** Data to use follows **
//! Check command handler

use crate::cli::CheckArgs;
use crate::config::Config;
use crate::error::{Error, Result};
use crate::logging::timing::Timer;
use crate::output::{write_violations_jsonl, OutputWriter};
use annocheck_core::{run, RunConfig};
use tracing::{info, instrument, warn};

/// Handle the check command
///
/// The report is always printed in full before a failing run returns
/// [`Error::ValidationFailed`].
#[instrument(skip_all, fields(directory = ?args.directory))]
pub fn handle_check(args: CheckArgs, config: &Config, output: &mut OutputWriter) -> Result<()> {
    let _timer = Timer::new("check_command");

    let rules = config.rules_with_overrides(&args)?;
    let run_config = RunConfig {
        directory: args.directory,
        text: args.text,
        visual: args.visual,
        rules,
    };

    let inputs = run_config.resolve_inputs()?;
    for path in inputs.text.iter().chain(inputs.visual.iter()) {
        output.info(&format!("Validating {}", path.display()))?;
    }

    let report = {
        let _run_timer = Timer::new("validation_run");
        run(&run_config)?
    };

    output.report(&report)?;

    if let Some(path) = &args.report {
        write_violations_jsonl(&report.violations, path)?;
        output.info(&format!("Wrote {} violation(s) to {}", report.violations.len(), path.display()))?;
    }

    let summary = &report.summary;
    if !summary.passed {
        warn!(errors = summary.errors, "Validation failed");
        return Err(Error::ValidationFailed {
            errors: summary.errors,
            records: summary.total_records,
        });
    }

    info!(warnings = summary.warnings, "Validation passed");
    Ok(())
}

#[cfg(test)]
mod tests {
    use super::*;
    use crate::cli::OutputFormat;
    use std::fs;
    use std::io;
    use std::path::Path;

    fn quiet_output() -> OutputWriter {
        OutputWriter::with_writer(OutputFormat::Json, false, true, Box::new(io::sink()))
    }

    fn write_texts(dir: &Path, rows: &[(&str, &str)]) {
        let mut content = String::from("message_id,text,intent,confidence\n");
        for (id, intent) in rows {
            content.push_str(&format!("{},some text,{},high\n", id, intent));
        }
        fs::write(dir.join("texts.csv"), content).unwrap();
    }

    fn balanced_rows() -> Vec<(String, &'static str)> {
        let intents = [
            "billing_inquiry",
            "technical_support",
            "feature_request",
            "cancellation",
            "general_question",
        ];
        (0..10)
            .flat_map(|n| intents.iter().map(move |i| (format!("{}_{}", i, n), *i)))
            .collect()
    }

    #[test]
    fn test_clean_directory_passes() {
        let dir = tempfile::tempdir().unwrap();
        let rows = balanced_rows();
        let rows: Vec<(&str, &str)> = rows.iter().map(|(id, i)| (id.as_str(), *i)).collect();
        write_texts(dir.path(), &rows);

        let args = CheckArgs {
            directory: Some(dir.path().to_path_buf()),
            ..CheckArgs::default()
        };
        assert!(handle_check(args, &Config::default(), &mut quiet_output()).is_ok());
    }

    #[test]
    fn test_error_violation_fails_with_exit_one_and_writes_report() {
        let dir = tempfile::tempdir().unwrap();
        let mut rows = balanced_rows();
        rows[0].1 = "refund";
        let rows: Vec<(&str, &str)> = rows.iter().map(|(id, i)| (id.as_str(), *i)).collect();
        write_texts(dir.path(), &rows);
        let report_path = dir.path().join("out").join("violations.jsonl");
        fs::create_dir_all(report_path.parent().unwrap()).unwrap();

        let args = CheckArgs {
            directory: Some(dir.path().to_path_buf()),
            report: Some(report_path.clone()),
            ..CheckArgs::default()
        };
        let error = handle_check(args, &Config::default(), &mut quiet_output()).unwrap_err();
        assert_eq!(error.exit_code(), 1);

        let content = fs::read_to_string(&report_path).unwrap();
        assert!(content.lines().any(|line| line.contains("\"invalid_intent\"")));
    }

    #[test]
    fn test_flag_override_is_validated_before_loading() {
        let args = CheckArgs {
            text: Some("missing.csv".into()),
            min_visible: Some(1.5),
            ..CheckArgs::default()
        };
        let error = handle_check(args, &Config::default(), &mut quiet_output()).unwrap_err();
        assert_eq!(error.exit_code(), 8);
    }

    #[test]
    fn test_missing_file_is_fatal() {
        let args = CheckArgs {
            text: Some("definitely-missing.csv".into()),
            ..CheckArgs::default()
        };
        let error = handle_check(args, &Config::default(), &mut quiet_output()).unwrap_err();
        assert_eq!(error.exit_code(), 6);
    }
}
** End of Data to use **
» **About this task**
Look through the entries. Copy out each line with "crate" in it.

» **Output of the exercise**
use crate::cli::CheckArgs;
use crate::config::Config;
use crate::error::{Error, Result};
use crate::logging::timing::Timer;
use crate::output::{write_violations_jsonl, OutputWriter};
    use crate::cli::OutputFormat;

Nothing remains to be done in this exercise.